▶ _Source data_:
+ + + +

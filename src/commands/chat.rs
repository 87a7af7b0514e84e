use std::io::{self, BufRead};

use anyhow::{Context, Result};
use clap::ArgMatches;
use colored::Colorize;

use crate::assistant::{is_exit_command, Assistant};
use crate::platform::describe_host;
use crate::ui;

const PROMPT: &str = "You: ";

pub fn execute(matches: &ArgMatches) -> Result<()> {
    let config = super::resolve_config(matches)?;
    let assistant = super::build_assistant(&config)?;

    ctrlc::set_handler(|| {
        println!();
        ui::reply("Session terminated.");
        std::process::exit(0);
    })
    .context("Failed to install Ctrl-C handler")?;

    print_banner(&assistant);

    let stdin = io::stdin();
    run_session(&assistant, &mut stdin.lock())
}

fn print_banner(assistant: &Assistant) {
    println!();
    ui::bold("=== Hello !! Ask me about my battery, disk and memory metrics ===");
    ui::dimmed(&format!(
        "Host: {} | monitoring {}",
        describe_host(),
        assistant.monitor().path().display()
    ));
    println!(
        "Type {} or {} to end the session.\n",
        "exit".yellow(),
        "quit".yellow()
    );
}

/// Answer questions from `input` until an exit command or end of input
pub fn run_session<R: BufRead>(assistant: &Assistant, input: &mut R) -> Result<()> {
    loop {
        let question = match ui::read_line(PROMPT, input).context("Failed to read input")? {
            Some(question) => question,
            None => {
                println!();
                ui::reply("Session terminated.");
                return Ok(());
            }
        };

        if question.is_empty() {
            continue;
        }

        if is_exit_command(&question) {
            println!();
            ui::reply("Goodbye!");
            return Ok(());
        }

        let answer = assistant.answer(&question);
        ui::reply(answer.text());
    }
}
// Core business logic module

pub mod config;
pub mod metrics;
pub mod monitor;
pub mod probe;
pub mod report;
pub mod source;

// Re-export commonly used items
pub use config::Config;
pub use metrics::{Absence, BatteryLevel, DiskSpace, DiskUsage, MetricKind, Reading};
pub use monitor::SystemMonitor;
pub use source::MetricSource;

+ + + +

▶ _YOUR INSTRUCTIONS_: Take the records shown above and output them again exactly.

▶ _TASK ANSWER_:
filename src/commands/chat.rs
repository 87a7af7b0514e84e
use std::io::{self, BufRead};

use anyhow::{Context, Result};
use clap::ArgMatches;
use colored::Colorize;

use crate::assistant::{is_exit_command, Assistant};
use crate::platform::describe_host;
use crate::ui;

const PROMPT: &str = "You: ";

pub fn execute(matches: &ArgMatches) -> Result<()> {
    let config = super::resolve_config(matches)?;
    let assistant = super::build_assistant(&config)?;

    ctrlc::set_handler(|| {
        println!();
        ui::reply("Session terminated.");
        std::process::exit(0);
    })
    .context("Failed to install Ctrl-C handler")?;

    print_banner(&assistant);

    let stdin = io::stdin();
    run_session(&assistant, &mut stdin.lock())
}

fn print_banner(assistant: &Assistant) {
    println!();
    ui::bold("=== Hello !! Ask me about my battery, disk and memory metrics ===");
    ui::dimmed(&format!(
        "Host: {} | monitoring {}",
        describe_host(),
        assistant.monitor().path().display()
    ));
    println!(
        "Type {} or {} to end the session.\n",
        "exit".yellow(),
        "quit".yellow()
    );
}

/// Answer questions from `input` until an exit command or end of input
pub fn run_session<R: BufRead>(assistant: &Assistant, input: &mut R) -> Result<()> {
    loop {
        let question = match ui::read_line(PROMPT, input).context("Failed to read input")? {
            Some(question) => question,
            None => {
                println!();
                ui::reply("Session terminated.");
                return Ok(());
            }
        };

        if question.is_empty() {
            continue;
        }

        if is_exit_command(&question) {
            println!();
            ui::reply("Goodbye!");
            return Ok(());
        }

        let answer = assistant.answer(&question);
        ui::reply(answer.text());
    }
}
// Core business logic module

pub mod config;
pub mod metrics;
pub mod monitor;
pub mod probe;
pub mod report;
pub mod source;

// Re-export commonly used items
pub use config::Config;
pub use metrics::{Absence, BatteryLevel, DiskSpace, DiskUsage, MetricKind, Reading};
pub use monitor::SystemMonitor;
pub use source::MetricSource;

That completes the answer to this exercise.